I agree it could be any of the reasons suggested, but I would add that it is not something you can sort out. He may need someone outside the family to talk to about what is really the matter. Hitting people or animals is not on and needs to be nipped in the bud. You may need to take more drastic action, you and your parents. Get him to the GP to sort out some psychological help for him. Does he want to go backto uni? Does he know what he wants to do afterwards? being a fireman is not easy job to get into I know of people who have had to wait ages for an opening. Does he come back in a better mood if he has been gardening? Maybe he would be better off with a course in that field. He probably sees you getting on with things and is annoyed his life is, at the moment at least, not what he wants but on the other hand he might not know how to go about getting what he does want. Maybe he has a lot of pent up energy and no way of dissipating it. I hesitate to suggest this, not being in the least sporty myself unless it is something I can do in the privacy of my own home (Thank you wii) but maybe he needs to get out and do something sporty to get rid of the excess, it might help.

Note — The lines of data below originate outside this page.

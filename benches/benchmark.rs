use criterion::{black_box, criterion_group, criterion_main, Criterion};

use strider::block::BlockRegistry;
use strider::math::{BoundingBox, Vector3};
use strider::physics::{CollisionResolver, Integrator};
use strider::settings::{CollisionSettings, PhysicsSettings};
use strider::world::World;

/// Floor with a wall and a slab row, enough to hit multi-axis contact.
fn course(registry: &BlockRegistry) -> World {
    let slab = registry.id_for_name("stone_slab").unwrap_or(1);
    let mut world = World::new();
    world.fill((-32, 0, -32), (32, 0, 32), 1);
    world.fill((4, 1, -32), (4, 3, 32), 1);
    world.fill((-32, 1, 6), (32, 1, 6), slab);
    world
}

/// A single clear move, the common case.
fn bench_find_mtv_clear(c: &mut Criterion) {
    let registry = BlockRegistry::with_defaults();
    let world = course(&registry);
    let settings = CollisionSettings::default();
    let resolver = CollisionResolver::new(&world, &registry, BoundingBox::default(), &settings);
    c.bench_function("find_mtv_clear", |b| {
        b.iter(|| {
            black_box(resolver.find_mtv(
                black_box(Vector3::new(0.5, 3.0, 0.5)),
                black_box(Vector3::new(0.1, -0.2, 0.1)),
            ))
        })
    });
}

/// Landing into a floor/wall corner needs a two-hop correction.
fn bench_find_mtv_corner(c: &mut Criterion) {
    let registry = BlockRegistry::with_defaults();
    let world = course(&registry);
    let settings = CollisionSettings::default();
    let resolver = CollisionResolver::new(&world, &registry, BoundingBox::default(), &settings);
    c.bench_function("find_mtv_corner", |b| {
        b.iter(|| {
            black_box(resolver.find_mtv(
                black_box(Vector3::new(3.6, 1.05, 0.5)),
                black_box(Vector3::new(0.15, -0.2, 0.0)),
            ))
        })
    });
}

/// Buried in solid blocks: the search runs to exhaustion and deadlocks.
fn bench_find_mtv_deadlock(c: &mut Criterion) {
    let registry = BlockRegistry::with_defaults();
    let mut world = World::new();
    world.fill((-2, 0, -2), (2, 4, 2), 1);
    let settings = CollisionSettings::default();
    let resolver = CollisionResolver::new(&world, &registry, BoundingBox::default(), &settings);
    c.bench_function("find_mtv_deadlock", |b| {
        b.iter(|| {
            black_box(resolver.find_mtv(
                black_box(Vector3::new(0.5, 1.5, 0.5)),
                black_box(Vector3::new(0.3, 0.3, 0.0)),
            ))
        })
    });
}

/// Simulate many ticks of a player wandering the course (deterministic LCG
/// steering with occasional jumps).
fn bench_integrator_ticks(c: &mut Criterion) {
    let registry = BlockRegistry::with_defaults();
    let world = course(&registry);
    c.bench_function("integrator_1000_ticks", |b| {
        b.iter(|| {
            let mut player = Integrator::new(PhysicsSettings::default(), Vector3::new(0.5, 1.0, 0.5));
            let mut state: u32 = 0x9e37_79b9;
            for _ in 0..1_000 {
                state = state.wrapping_mul(1_664_525).wrapping_add(1_013_904_223);
                let intent = player.intent_mut();
                intent.sprint();
                intent.move_angle(f64::from(state >> 20), false);
                if state & 0xf == 0 {
                    intent.jump();
                }
                black_box(player.on_tick(&world, &registry));
            }
            black_box(player.position());
        })
    });
}

criterion_group! {
    name = benches;
    config = Criterion::default().sample_size(200);
    targets =
        bench_find_mtv_clear,
        bench_find_mtv_corner,
        bench_find_mtv_deadlock,
        bench_integrator_ticks
}
criterion_main!(benches);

You need to look after yourself too. Working on a PhD is no joke if you have many other worries to contend with. Give yourself a bit of space. Don't take anything he says to heart, just imagine you are both small children again and treat it in the same way as you did then - thats not going off and saying mummeeee he's taken my toys again:-) - but remembering that he is exhibiting the same behaviour as then, and you coped, and can do so again. if he has been particularly bad, do something just for you that you like doing ( not too much choc though that is the nemesis of PhD students) to heal the pain a bit and then get on with whatever you have to do to reach your own goal. Remember you can never lead anyone else's life for them, you can help if they are willing to accept it, and if you offer it, it is up to them to decide if they will take it or not. This doesn't mean you give up on them, just that you are aware of your limitations in this area and accept that they are in charge of their own destiny and must make their own mistakes this should make it easier to cope with when you know they should be doing one thing but are doing another.